----- Provided information -----

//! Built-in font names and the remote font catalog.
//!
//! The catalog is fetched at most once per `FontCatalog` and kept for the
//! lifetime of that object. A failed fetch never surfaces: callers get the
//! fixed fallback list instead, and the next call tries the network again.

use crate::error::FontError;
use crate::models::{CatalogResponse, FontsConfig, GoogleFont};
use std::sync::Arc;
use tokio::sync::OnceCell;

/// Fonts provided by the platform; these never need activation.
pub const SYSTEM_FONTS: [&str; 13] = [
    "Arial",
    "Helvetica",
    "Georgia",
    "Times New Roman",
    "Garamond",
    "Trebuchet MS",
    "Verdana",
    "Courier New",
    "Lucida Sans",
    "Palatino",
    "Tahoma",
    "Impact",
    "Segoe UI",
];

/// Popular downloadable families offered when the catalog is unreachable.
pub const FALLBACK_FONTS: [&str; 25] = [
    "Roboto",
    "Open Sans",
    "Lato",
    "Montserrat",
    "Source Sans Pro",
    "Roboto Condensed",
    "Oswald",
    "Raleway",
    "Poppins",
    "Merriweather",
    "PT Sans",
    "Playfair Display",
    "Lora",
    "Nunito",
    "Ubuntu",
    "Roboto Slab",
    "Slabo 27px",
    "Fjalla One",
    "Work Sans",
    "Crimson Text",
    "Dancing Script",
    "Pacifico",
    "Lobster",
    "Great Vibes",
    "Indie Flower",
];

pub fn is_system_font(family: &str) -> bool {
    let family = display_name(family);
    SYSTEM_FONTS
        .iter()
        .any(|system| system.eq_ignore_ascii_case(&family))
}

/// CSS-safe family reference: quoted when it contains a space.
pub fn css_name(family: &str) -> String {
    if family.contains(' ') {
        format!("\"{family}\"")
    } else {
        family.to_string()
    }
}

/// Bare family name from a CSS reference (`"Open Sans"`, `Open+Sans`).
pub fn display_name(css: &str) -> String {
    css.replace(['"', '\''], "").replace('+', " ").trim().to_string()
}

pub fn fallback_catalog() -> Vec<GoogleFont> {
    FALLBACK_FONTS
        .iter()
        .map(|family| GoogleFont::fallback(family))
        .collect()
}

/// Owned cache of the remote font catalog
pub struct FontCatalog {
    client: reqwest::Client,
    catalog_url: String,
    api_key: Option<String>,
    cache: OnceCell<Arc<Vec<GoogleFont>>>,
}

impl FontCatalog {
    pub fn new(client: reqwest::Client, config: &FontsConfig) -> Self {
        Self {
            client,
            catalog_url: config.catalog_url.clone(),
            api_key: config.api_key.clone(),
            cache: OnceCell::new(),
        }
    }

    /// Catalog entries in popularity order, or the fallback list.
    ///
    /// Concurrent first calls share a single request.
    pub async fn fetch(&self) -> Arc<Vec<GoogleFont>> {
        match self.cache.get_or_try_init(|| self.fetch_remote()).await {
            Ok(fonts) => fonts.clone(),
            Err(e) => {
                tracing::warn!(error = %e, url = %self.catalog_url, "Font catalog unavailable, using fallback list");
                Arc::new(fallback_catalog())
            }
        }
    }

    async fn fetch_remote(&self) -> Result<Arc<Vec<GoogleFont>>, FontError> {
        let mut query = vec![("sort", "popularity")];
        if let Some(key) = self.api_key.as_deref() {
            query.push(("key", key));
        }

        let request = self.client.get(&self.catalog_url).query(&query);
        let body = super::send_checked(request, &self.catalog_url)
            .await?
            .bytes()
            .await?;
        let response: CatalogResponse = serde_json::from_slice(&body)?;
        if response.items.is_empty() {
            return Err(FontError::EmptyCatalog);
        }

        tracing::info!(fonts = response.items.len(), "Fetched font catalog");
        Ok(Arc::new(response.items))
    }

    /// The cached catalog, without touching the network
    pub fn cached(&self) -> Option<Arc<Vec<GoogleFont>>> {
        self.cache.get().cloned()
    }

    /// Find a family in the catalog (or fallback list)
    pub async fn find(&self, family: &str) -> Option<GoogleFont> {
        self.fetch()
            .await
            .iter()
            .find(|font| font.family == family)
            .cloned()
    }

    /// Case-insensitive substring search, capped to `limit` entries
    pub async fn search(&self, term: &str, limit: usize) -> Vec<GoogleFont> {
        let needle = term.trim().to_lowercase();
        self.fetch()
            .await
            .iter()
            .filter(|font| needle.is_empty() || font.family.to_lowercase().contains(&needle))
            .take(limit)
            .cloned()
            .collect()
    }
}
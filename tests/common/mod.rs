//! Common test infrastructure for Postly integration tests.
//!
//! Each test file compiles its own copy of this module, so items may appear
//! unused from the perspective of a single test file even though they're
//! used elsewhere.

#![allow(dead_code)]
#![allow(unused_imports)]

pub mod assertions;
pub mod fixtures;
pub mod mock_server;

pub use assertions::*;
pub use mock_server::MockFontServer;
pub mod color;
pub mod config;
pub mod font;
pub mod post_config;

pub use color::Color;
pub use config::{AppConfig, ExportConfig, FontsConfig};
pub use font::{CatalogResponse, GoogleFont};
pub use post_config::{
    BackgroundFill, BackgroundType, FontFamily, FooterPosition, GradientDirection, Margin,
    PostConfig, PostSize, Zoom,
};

-----

Write the records again exactly as they stand.

//! Built-in font names and the remote font catalog.
//!
//! The catalog is fetched at most once per `FontCatalog` and kept for the
//! lifetime of that object. A failed fetch never surfaces: callers get the
//! fixed fallback list instead, and the next call tries the network again.

use crate::error::FontError;
use crate::models::{CatalogResponse, FontsConfig, GoogleFont};
use std::sync::Arc;
use tokio::sync::OnceCell;

/// Fonts provided by the platform; these never need activation.
pub const SYSTEM_FONTS: [&str; 13] = [
    "Arial",
    "Helvetica",
    "Georgia",
    "Times New Roman",
    "Garamond",
    "Trebuchet MS",
    "Verdana",
    "Courier New",
    "Lucida Sans",
    "Palatino",
    "Tahoma",
    "Impact",
    "Segoe UI",
];

/// Popular downloadable families offered when the catalog is unreachable.
pub const FALLBACK_FONTS: [&str; 25] = [
    "Roboto",
    "Open Sans",
    "Lato",
    "Montserrat",
    "Source Sans Pro",
    "Roboto Condensed",
    "Oswald",
    "Raleway",
    "Poppins",
    "Merriweather",
    "PT Sans",
    "Playfair Display",
    "Lora",
    "Nunito",
    "Ubuntu",
    "Roboto Slab",
    "Slabo 27px",
    "Fjalla One",
    "Work Sans",
    "Crimson Text",
    "Dancing Script",
    "Pacifico",
    "Lobster",
    "Great Vibes",
    "Indie Flower",
];

pub fn is_system_font(family: &str) -> bool {
    let family = display_name(family);
    SYSTEM_FONTS
        .iter()
        .any(|system| system.eq_ignore_ascii_case(&family))
}

/// CSS-safe family reference: quoted when it contains a space.
pub fn css_name(family: &str) -> String {
    if family.contains(' ') {
        format!("\"{family}\"")
    } else {
        family.to_string()
    }
}

/// Bare family name from a CSS reference (`"Open Sans"`, `Open+Sans`).
pub fn display_name(css: &str) -> String {
    css.replace(['"', '\''], "").replace('+', " ").trim().to_string()
}

pub fn fallback_catalog() -> Vec<GoogleFont> {
    FALLBACK_FONTS
        .iter()
        .map(|family| GoogleFont::fallback(family))
        .collect()
}

/// Owned cache of the remote font catalog
pub struct FontCatalog {
    client: reqwest::Client,
    catalog_url: String,
    api_key: Option<String>,
    cache: OnceCell<Arc<Vec<GoogleFont>>>,
}

impl FontCatalog {
    pub fn new(client: reqwest::Client, config: &FontsConfig) -> Self {
        Self {
            client,
            catalog_url: config.catalog_url.clone(),
            api_key: config.api_key.clone(),
            cache: OnceCell::new(),
        }
    }

    /// Catalog entries in popularity order, or the fallback list.
    ///
    /// Concurrent first calls share a single request.
    pub async fn fetch(&self) -> Arc<Vec<GoogleFont>> {
        match self.cache.get_or_try_init(|| self.fetch_remote()).await {
            Ok(fonts) => fonts.clone(),
            Err(e) => {
                tracing::warn!(error = %e, url = %self.catalog_url, "Font catalog unavailable, using fallback list");
                Arc::new(fallback_catalog())
            }
        }
    }

    async fn fetch_remote(&self) -> Result<Arc<Vec<GoogleFont>>, FontError> {
        let mut query = vec![("sort", "popularity")];
        if let Some(key) = self.api_key.as_deref() {
            query.push(("key", key));
        }

        let request = self.client.get(&self.catalog_url).query(&query);
        let body = super::send_checked(request, &self.catalog_url)
            .await?
            .bytes()
            .await?;
        let response: CatalogResponse = serde_json::from_slice(&body)?;
        if response.items.is_empty() {
            return Err(FontError::EmptyCatalog);
        }

        tracing::info!(fonts = response.items.len(), "Fetched font catalog");
        Ok(Arc::new(response.items))
    }

    /// The cached catalog, without touching the network
    pub fn cached(&self) -> Option<Arc<Vec<GoogleFont>>> {
        self.cache.get().cloned()
    }

    /// Find a family in the catalog (or fallback list)
    pub async fn find(&self, family: &str) -> Option<GoogleFont> {
        self.fetch()
            .await
            .iter()
            .find(|font| font.family == family)
            .cloned()
    }

    /// Case-insensitive substring search, capped to `limit` entries
    pub async fn search(&self, term: &str, limit: usize) -> Vec<GoogleFont> {
        let needle = term.trim().to_lowercase();
        self.fetch()
            .await
            .iter()
            .filter(|font| needle.is_empty() || font.family.to_lowercase().contains(&needle))
            .take(limit)
            .cloned()
            .collect()
    }
}
filename tests/common/mod.rs
//! Common test infrastructure for Postly integration tests.
//!
//! Each test file compiles its own copy of this module, so items may appear
//! unused from the perspective of a single test file even though they're
//! used elsewhere.

#![allow(dead_code)]
#![allow(unused_imports)]

pub mod assertions;
pub mod fixtures;
pub mod mock_server;

pub use assertions::*;
pub use mock_server::MockFontServer;
pub mod color;
pub mod config;
pub mod font;
pub mod post_config;

pub use color::Color;
pub use config::{AppConfig, ExportConfig, FontsConfig};
pub use font::{CatalogResponse, GoogleFont};
pub use post_config::{
    BackgroundFill, BackgroundType, FontFamily, FooterPosition, GradientDirection, Margin,
    PostConfig, PostSize, Zoom,
};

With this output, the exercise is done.